Last month, U.S. District Judge Robert W. Gettleman, a Bill Clinton appointee, denied their motion for a preliminary injunction that would have blocked the state from enforcing its order, calling the churches selfish in a time of crisis.

“Plaintiffs have provided no evidence that the order targets religion,” the judge said, adding that church services are not comparable to shopping or manufacturing.

“The order has nothing to do with suppressing religion and everything to do with reducing infections and saving lives,” he said.

Arguing in the churches’ appeal of that decision last week, Horatio Mihet of the Florida-based Liberty Counsel said that there is no reason religious institutions can’t hold services and follow the same protocols as stores and warehouses do.
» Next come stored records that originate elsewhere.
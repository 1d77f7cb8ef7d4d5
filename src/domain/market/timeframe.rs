use anyhow::{Result, anyhow};
use chrono::{DateTime, TimeZone, Utc};
use serde::{Deserialize, Serialize};
use std::fmt;
use std::str::FromStr;

/// Candle interval lengths supported by the service.
#[derive(Debug, Clone, Copy, PartialEq, Eq, Hash, Serialize, Deserialize)]
pub enum Timeframe {
    #[serde(rename = "1m")]
    OneMin,
    #[serde(rename = "5m")]
    FiveMin,
    #[serde(rename = "15m")]
    FifteenMin,
    #[serde(rename = "1h")]
    OneHour,
    #[serde(rename = "4h")]
    FourHour,
    #[serde(rename = "1d")]
    OneDay,
}

impl Timeframe {
    pub fn minutes(&self) -> u32 {
        match self {
            Timeframe::OneMin => 1,
            Timeframe::FiveMin => 5,
            Timeframe::FifteenMin => 15,
            Timeframe::OneHour => 60,
            Timeframe::FourHour => 240,
            Timeframe::OneDay => 1440,
        }
    }

    pub fn seconds(&self) -> i64 {
        self.minutes() as i64 * 60
    }

    /// Maximum span a single upstream request may cover for this interval.
    /// Wider ranges are chunked into consecutive requests of this size.
    pub fn max_span_days(&self) -> i64 {
        match self {
            Timeframe::OneMin => 5,
            Timeframe::FiveMin | Timeframe::FifteenMin => 60,
            Timeframe::OneHour | Timeframe::FourHour => 730,
            Timeframe::OneDay => 3650,
        }
    }

    /// Interval token used by the primary (Upstox-style) historical API.
    pub fn primary_interval(&self) -> &'static str {
        match self {
            Timeframe::OneMin => "1minute",
            Timeframe::FiveMin => "5minute",
            Timeframe::FifteenMin => "15minute",
            Timeframe::OneHour => "60minute",
            Timeframe::FourHour => "240minute",
            Timeframe::OneDay => "day",
        }
    }

    /// Interval token used by the fallback (Yahoo-style) chart API.
    /// `None` means the fallback cannot serve this interval at all.
    pub fn fallback_interval(&self) -> Option<&'static str> {
        match self {
            Timeframe::OneMin => Some("1m"),
            Timeframe::FiveMin => Some("5m"),
            Timeframe::FifteenMin => Some("15m"),
            Timeframe::OneHour => Some("60m"),
            Timeframe::FourHour => None,
            Timeframe::OneDay => Some("1d"),
        }
    }

    /// Start of the period containing `ts`, anchored to the given session
    /// open. Intraday periods count from the session open so that e.g. NSE
    /// hourly candles land on 09:15, 10:15, ... rather than on UTC hours.
    pub fn period_start(&self, ts: DateTime<Utc>, session_open: DateTime<Utc>) -> DateTime<Utc> {
        if *self == Timeframe::OneDay {
            return session_open;
        }
        let offset = (ts - session_open).num_seconds();
        if offset < 0 {
            return session_open;
        }
        let aligned = offset - offset % self.seconds();
        session_open + chrono::Duration::seconds(aligned)
    }

    /// Whether `ts` is a valid candle-open instant relative to `session_open`.
    pub fn is_aligned(&self, ts: DateTime<Utc>, session_open: DateTime<Utc>) -> bool {
        if *self == Timeframe::OneDay {
            return ts == session_open;
        }
        let offset = (ts - session_open).num_seconds();
        offset >= 0 && offset % self.seconds() == 0
    }

    pub fn all() -> &'static [Timeframe] {
        &[
            Timeframe::OneMin,
            Timeframe::FiveMin,
            Timeframe::FifteenMin,
            Timeframe::OneHour,
            Timeframe::FourHour,
            Timeframe::OneDay,
        ]
    }
}

impl fmt::Display for Timeframe {
    fn fmt(&self, f: &mut fmt::Formatter<'_>) -> fmt::Result {
        let s = match self {
            Timeframe::OneMin => "1m",
            Timeframe::FiveMin => "5m",
            Timeframe::FifteenMin => "15m",
            Timeframe::OneHour => "1h",
            Timeframe::FourHour => "4h",
            Timeframe::OneDay => "1d",
        };
        write!(f, "{}", s)
    }
}

impl FromStr for Timeframe {
    type Err = anyhow::Error;

    fn from_str(s: &str) -> Result<Self> {
        match s {
            "1m" => Ok(Timeframe::OneMin),
            "5m" => Ok(Timeframe::FiveMin),
            "15m" => Ok(Timeframe::FifteenMin),
            "1h" => Ok(Timeframe::OneHour),
            "4h" => Ok(Timeframe::FourHour),
            "1d" => Ok(Timeframe::OneDay),
            other => Err(anyhow!("unknown timeframe: {}", other)),
        }
    }
}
Assistant Attorney General Priyanka Gupta countered that church services were more like concerts and lectures, which have also been regulated under the order.

She added that the seriousness of Covid-19 means that everyone is subject to restrictions, and churches are no exception.

A three-judge panel of the Chicago-based Seventh Circuit agreed with the lower court Tuesday, with Ronald Reagan-appointed U.S. Circuit Judge Frank H. Easterbrook writing for the panel that religious institutions had fared better than their secular counterparts over the last few months.

The panel – which also included U.S. Circuit Judges Michael S. Kanne, another Reagan appointee, and David F. Hamilton, a Barack Obama appointee – noted that churches have at least been allowed to continue services with the 10-person limit, while concert halls, schools and movie theaters have been completely shut down.

“Plaintiffs contend, however, that a limit of ten persons effectively forecloses their in-person religious services, even though they are free to hold multiple ten-person services every week, and that the governor’s proposed alternatives — services over the internet or in parking lots while worshipers remain in cars — are inadequate for them,” Easterbrook wrote in a 12-page opinion.

Churches have also been allowed to perform other activities, such as feeding and sheltering the homeless, and the 10-person limit on their worship services was lifted with the newest version of the governor’s order.

“The churches are particularly put out that their members may assemble to feed the poor but not to celebrate their faith,” Easterbrook said, adding that “feeding the body requires teams of people to work together in physical spaces, but churches can feed the spirit in other ways.”

“The free exercise clause does not require a state to accommodate religious functions or exempt them from generally applicable laws,” the ruling concluded. “Illinois did not set out to disadvantage religious services compared with secular events. Nor does the order discriminate among faiths.”

Neither attorney nor the governor’s office returned a request for comment on the decision.